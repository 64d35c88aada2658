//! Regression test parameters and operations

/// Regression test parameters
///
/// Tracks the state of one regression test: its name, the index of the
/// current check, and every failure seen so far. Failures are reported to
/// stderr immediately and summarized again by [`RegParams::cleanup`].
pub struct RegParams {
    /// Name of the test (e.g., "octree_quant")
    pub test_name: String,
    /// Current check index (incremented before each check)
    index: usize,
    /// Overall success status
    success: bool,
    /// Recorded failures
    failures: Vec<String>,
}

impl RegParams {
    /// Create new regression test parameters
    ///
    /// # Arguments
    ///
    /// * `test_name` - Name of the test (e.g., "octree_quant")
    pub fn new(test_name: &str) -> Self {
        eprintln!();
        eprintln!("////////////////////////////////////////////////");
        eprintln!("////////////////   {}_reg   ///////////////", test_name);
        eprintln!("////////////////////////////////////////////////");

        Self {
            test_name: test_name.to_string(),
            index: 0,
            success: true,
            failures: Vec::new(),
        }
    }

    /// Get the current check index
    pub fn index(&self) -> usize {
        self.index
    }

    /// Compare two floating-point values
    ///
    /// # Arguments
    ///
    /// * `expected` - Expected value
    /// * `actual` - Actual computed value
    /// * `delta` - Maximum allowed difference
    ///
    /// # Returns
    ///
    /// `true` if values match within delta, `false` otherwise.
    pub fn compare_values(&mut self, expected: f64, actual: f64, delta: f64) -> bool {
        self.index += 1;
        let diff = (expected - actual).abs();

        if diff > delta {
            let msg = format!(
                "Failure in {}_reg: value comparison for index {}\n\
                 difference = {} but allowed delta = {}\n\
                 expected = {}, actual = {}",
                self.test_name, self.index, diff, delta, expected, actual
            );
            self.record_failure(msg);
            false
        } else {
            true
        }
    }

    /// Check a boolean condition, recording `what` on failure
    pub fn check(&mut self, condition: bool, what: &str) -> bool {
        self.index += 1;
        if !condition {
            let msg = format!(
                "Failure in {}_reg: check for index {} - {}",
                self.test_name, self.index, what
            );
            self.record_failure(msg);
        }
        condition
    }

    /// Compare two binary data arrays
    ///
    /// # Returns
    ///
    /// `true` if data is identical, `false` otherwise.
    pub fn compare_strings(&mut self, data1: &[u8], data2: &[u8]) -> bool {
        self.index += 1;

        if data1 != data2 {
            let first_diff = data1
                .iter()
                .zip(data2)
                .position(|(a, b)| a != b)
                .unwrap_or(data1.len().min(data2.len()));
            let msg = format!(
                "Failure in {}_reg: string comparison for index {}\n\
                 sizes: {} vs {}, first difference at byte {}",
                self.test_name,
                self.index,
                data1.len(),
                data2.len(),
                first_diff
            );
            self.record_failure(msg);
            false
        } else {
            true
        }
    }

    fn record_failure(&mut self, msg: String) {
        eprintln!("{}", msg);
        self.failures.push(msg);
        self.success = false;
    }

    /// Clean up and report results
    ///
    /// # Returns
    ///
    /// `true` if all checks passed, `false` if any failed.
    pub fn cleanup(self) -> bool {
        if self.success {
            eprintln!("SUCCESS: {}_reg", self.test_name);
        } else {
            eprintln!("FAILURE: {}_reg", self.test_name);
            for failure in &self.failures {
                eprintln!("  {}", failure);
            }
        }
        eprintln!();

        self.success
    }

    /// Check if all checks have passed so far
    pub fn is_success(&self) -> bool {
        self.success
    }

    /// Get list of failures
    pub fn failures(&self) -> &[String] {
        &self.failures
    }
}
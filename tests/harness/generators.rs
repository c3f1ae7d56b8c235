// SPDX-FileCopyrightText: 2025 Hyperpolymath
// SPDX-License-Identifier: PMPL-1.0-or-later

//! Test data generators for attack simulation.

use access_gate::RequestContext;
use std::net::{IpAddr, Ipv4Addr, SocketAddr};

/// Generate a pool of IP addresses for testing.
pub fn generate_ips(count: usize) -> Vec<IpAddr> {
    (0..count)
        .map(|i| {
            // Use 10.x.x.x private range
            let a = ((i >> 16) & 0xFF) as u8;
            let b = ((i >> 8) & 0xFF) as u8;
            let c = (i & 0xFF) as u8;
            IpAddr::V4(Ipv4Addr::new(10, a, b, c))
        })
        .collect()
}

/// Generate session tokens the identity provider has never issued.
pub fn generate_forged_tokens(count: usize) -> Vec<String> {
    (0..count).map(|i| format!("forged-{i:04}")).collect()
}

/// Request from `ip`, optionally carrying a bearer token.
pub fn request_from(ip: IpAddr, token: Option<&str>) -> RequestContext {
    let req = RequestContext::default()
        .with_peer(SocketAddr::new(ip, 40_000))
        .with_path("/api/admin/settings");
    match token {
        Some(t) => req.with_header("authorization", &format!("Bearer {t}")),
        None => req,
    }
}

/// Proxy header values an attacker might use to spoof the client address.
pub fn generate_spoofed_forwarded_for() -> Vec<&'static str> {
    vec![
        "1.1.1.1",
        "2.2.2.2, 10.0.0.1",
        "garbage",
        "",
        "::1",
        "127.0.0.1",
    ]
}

.....

- WHAT YOU ARE ASKED TO DO: An exact copy of every record is needed.

- WRITTEN SOLUTION:
repository 64d35c88aada2658
//! Regression test parameters and operations

/// Regression test parameters
///
/// Tracks the state of one regression test: its name, the index of the
/// current check, and every failure seen so far. Failures are reported to
/// stderr immediately and summarized again by [`RegParams::cleanup`].
pub struct RegParams {
    /// Name of the test (e.g., "octree_quant")
    pub test_name: String,
    /// Current check index (incremented before each check)
    index: usize,
    /// Overall success status
    success: bool,
    /// Recorded failures
    failures: Vec<String>,
}

impl RegParams {
    /// Create new regression test parameters
    ///
    /// # Arguments
    ///
    /// * `test_name` - Name of the test (e.g., "octree_quant")
    pub fn new(test_name: &str) -> Self {
        eprintln!();
        eprintln!("////////////////////////////////////////////////");
        eprintln!("////////////////   {}_reg   ///////////////", test_name);
        eprintln!("////////////////////////////////////////////////");

        Self {
            test_name: test_name.to_string(),
            index: 0,
            success: true,
            failures: Vec::new(),
        }
    }

    /// Get the current check index
    pub fn index(&self) -> usize {
        self.index
    }

    /// Compare two floating-point values
    ///
    /// # Arguments
    ///
    /// * `expected` - Expected value
    /// * `actual` - Actual computed value
    /// * `delta` - Maximum allowed difference
    ///
    /// # Returns
    ///
    /// `true` if values match within delta, `false` otherwise.
    pub fn compare_values(&mut self, expected: f64, actual: f64, delta: f64) -> bool {
        self.index += 1;
        let diff = (expected - actual).abs();

        if diff > delta {
            let msg = format!(
                "Failure in {}_reg: value comparison for index {}\n\
                 difference = {} but allowed delta = {}\n\
                 expected = {}, actual = {}",
                self.test_name, self.index, diff, delta, expected, actual
            );
            self.record_failure(msg);
            false
        } else {
            true
        }
    }

    /// Check a boolean condition, recording `what` on failure
    pub fn check(&mut self, condition: bool, what: &str) -> bool {
        self.index += 1;
        if !condition {
            let msg = format!(
                "Failure in {}_reg: check for index {} - {}",
                self.test_name, self.index, what
            );
            self.record_failure(msg);
        }
        condition
    }

    /// Compare two binary data arrays
    ///
    /// # Returns
    ///
    /// `true` if data is identical, `false` otherwise.
    pub fn compare_strings(&mut self, data1: &[u8], data2: &[u8]) -> bool {
        self.index += 1;

        if data1 != data2 {
            let first_diff = data1
                .iter()
                .zip(data2)
                .position(|(a, b)| a != b)
                .unwrap_or(data1.len().min(data2.len()));
            let msg = format!(
                "Failure in {}_reg: string comparison for index {}\n\
                 sizes: {} vs {}, first difference at byte {}",
                self.test_name,
                self.index,
                data1.len(),
                data2.len(),
                first_diff
            );
            self.record_failure(msg);
            false
        } else {
            true
        }
    }

    fn record_failure(&mut self, msg: String) {
        eprintln!("{}", msg);
        self.failures.push(msg);
        self.success = false;
    }

    /// Clean up and report results
    ///
    /// # Returns
    ///
    /// `true` if all checks passed, `false` if any failed.
    pub fn cleanup(self) -> bool {
        if self.success {
            eprintln!("SUCCESS: {}_reg", self.test_name);
        } else {
            eprintln!("FAILURE: {}_reg", self.test_name);
            for failure in &self.failures {
                eprintln!("  {}", failure);
            }
        }
        eprintln!();

        self.success
    }

    /// Check if all checks have passed so far
    pub fn is_success(&self) -> bool {
        self.success
    }

    /// Get list of failures
    pub fn failures(&self) -> &[String] {
        &self.failures
    }
}
filename tests/harness/generators.rs
repository c3f1ae7d56b8c235
// SPDX-FileCopyrightText: 2025 Hyperpolymath
// SPDX-License-Identifier: PMPL-1.0-or-later

//! Test data generators for attack simulation.

use access_gate::RequestContext;
use std::net::{IpAddr, Ipv4Addr, SocketAddr};

/// Generate a pool of IP addresses for testing.
pub fn generate_ips(count: usize) -> Vec<IpAddr> {
    (0..count)
        .map(|i| {
            // Use 10.x.x.x private range
            let a = ((i >> 16) & 0xFF) as u8;
            let b = ((i >> 8) & 0xFF) as u8;
            let c = (i & 0xFF) as u8;
            IpAddr::V4(Ipv4Addr::new(10, a, b, c))
        })
        .collect()
}

/// Generate session tokens the identity provider has never issued.
pub fn generate_forged_tokens(count: usize) -> Vec<String> {
    (0..count).map(|i| format!("forged-{i:04}")).collect()
}

/// Request from `ip`, optionally carrying a bearer token.
pub fn request_from(ip: IpAddr, token: Option<&str>) -> RequestContext {
    let req = RequestContext::default()
        .with_peer(SocketAddr::new(ip, 40_000))
        .with_path("/api/admin/settings");
    match token {
        Some(t) => req.with_header("authorization", &format!("Bearer {t}")),
        None => req,
    }
}

/// Proxy header values an attacker might use to spoof the client address.
pub fn generate_spoofed_forwarded_for() -> Vec<&'static str> {
    vec![
        "1.1.1.1",
        "2.2.2.2, 10.0.0.1",
        "garbage",
        "",
        "::1",
        "127.0.0.1",
    ]
}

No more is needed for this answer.